## Your goal
Would you tally how many lines in the records include the word "match"? Reply with the number only.

Stored items:
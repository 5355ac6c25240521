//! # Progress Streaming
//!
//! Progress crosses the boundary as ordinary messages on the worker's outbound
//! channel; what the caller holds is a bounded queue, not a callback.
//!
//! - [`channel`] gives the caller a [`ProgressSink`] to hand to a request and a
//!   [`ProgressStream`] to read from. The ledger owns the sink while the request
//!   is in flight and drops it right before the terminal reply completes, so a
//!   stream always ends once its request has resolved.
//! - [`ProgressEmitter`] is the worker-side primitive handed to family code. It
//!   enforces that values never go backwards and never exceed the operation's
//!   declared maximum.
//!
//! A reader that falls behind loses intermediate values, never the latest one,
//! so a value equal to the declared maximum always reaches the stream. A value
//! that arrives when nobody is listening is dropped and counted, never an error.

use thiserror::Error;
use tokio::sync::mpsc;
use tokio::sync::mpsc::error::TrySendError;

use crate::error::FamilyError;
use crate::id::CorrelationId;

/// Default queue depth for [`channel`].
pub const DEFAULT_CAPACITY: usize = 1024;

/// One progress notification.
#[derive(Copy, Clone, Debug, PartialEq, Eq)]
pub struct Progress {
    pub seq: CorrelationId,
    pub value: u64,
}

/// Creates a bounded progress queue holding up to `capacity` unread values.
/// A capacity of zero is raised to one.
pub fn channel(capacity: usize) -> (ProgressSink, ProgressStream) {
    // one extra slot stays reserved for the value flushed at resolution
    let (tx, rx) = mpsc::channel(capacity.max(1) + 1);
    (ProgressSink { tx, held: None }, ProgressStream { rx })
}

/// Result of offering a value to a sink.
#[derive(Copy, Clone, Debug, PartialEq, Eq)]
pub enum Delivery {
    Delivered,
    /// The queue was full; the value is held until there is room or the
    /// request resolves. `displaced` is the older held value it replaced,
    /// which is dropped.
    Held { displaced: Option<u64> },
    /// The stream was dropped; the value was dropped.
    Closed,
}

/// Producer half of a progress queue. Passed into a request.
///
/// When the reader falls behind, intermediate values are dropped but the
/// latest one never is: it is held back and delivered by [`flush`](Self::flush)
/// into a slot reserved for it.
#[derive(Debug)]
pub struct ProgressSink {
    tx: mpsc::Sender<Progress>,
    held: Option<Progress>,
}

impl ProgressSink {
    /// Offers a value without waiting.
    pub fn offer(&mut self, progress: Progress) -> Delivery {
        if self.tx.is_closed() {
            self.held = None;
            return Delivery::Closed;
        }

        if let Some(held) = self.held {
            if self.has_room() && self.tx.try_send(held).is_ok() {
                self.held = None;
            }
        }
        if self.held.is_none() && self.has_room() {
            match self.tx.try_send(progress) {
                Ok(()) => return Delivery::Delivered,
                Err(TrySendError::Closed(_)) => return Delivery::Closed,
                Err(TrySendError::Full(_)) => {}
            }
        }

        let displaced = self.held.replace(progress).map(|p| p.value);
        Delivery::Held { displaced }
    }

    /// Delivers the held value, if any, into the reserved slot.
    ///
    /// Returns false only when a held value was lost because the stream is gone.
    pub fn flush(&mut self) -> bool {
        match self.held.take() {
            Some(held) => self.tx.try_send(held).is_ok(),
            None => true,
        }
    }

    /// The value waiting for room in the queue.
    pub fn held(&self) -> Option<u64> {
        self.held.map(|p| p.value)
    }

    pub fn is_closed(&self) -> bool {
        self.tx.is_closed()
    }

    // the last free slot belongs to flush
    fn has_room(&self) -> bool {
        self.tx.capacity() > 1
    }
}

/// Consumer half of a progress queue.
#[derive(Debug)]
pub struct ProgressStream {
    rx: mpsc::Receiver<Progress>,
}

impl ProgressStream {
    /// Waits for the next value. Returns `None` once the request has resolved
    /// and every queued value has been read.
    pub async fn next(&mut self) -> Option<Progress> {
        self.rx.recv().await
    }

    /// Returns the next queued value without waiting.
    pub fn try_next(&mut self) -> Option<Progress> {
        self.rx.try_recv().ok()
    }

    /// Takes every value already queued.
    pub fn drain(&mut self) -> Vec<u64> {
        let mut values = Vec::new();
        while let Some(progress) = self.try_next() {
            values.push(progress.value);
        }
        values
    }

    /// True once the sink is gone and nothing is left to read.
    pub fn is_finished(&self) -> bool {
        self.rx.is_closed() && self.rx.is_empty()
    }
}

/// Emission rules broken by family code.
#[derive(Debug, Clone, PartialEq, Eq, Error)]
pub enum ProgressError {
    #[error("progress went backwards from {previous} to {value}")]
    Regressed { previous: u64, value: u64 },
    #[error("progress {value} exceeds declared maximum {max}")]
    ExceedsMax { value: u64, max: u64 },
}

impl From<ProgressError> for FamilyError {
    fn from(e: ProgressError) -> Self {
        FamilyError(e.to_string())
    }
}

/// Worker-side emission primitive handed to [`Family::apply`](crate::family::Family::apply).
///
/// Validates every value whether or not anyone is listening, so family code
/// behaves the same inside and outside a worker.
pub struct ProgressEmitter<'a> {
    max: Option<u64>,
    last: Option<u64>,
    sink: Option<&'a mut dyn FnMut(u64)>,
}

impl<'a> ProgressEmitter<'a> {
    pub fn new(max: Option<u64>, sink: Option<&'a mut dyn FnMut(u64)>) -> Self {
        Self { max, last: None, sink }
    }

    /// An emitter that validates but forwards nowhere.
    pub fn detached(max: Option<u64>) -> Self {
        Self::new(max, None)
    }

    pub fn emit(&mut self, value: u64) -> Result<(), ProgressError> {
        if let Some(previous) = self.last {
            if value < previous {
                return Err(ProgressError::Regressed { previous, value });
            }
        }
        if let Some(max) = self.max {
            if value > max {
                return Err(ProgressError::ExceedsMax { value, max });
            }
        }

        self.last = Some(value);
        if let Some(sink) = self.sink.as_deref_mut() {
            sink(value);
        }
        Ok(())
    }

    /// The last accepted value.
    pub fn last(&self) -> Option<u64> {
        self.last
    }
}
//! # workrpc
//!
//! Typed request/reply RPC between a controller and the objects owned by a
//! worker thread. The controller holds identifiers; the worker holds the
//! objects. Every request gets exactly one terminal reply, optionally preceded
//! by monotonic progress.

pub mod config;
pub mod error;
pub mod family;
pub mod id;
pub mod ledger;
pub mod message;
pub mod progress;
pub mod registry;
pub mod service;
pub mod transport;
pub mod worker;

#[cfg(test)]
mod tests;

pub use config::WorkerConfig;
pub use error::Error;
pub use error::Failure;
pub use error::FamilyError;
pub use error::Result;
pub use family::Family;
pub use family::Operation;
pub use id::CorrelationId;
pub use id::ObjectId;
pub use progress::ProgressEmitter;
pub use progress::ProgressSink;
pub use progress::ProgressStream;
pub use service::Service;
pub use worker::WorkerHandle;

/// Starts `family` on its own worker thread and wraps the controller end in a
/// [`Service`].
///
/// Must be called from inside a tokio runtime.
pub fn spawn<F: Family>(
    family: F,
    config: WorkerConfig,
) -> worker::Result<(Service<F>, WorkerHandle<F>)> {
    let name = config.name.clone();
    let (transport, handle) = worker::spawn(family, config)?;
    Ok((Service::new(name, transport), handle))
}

## Result for this task
2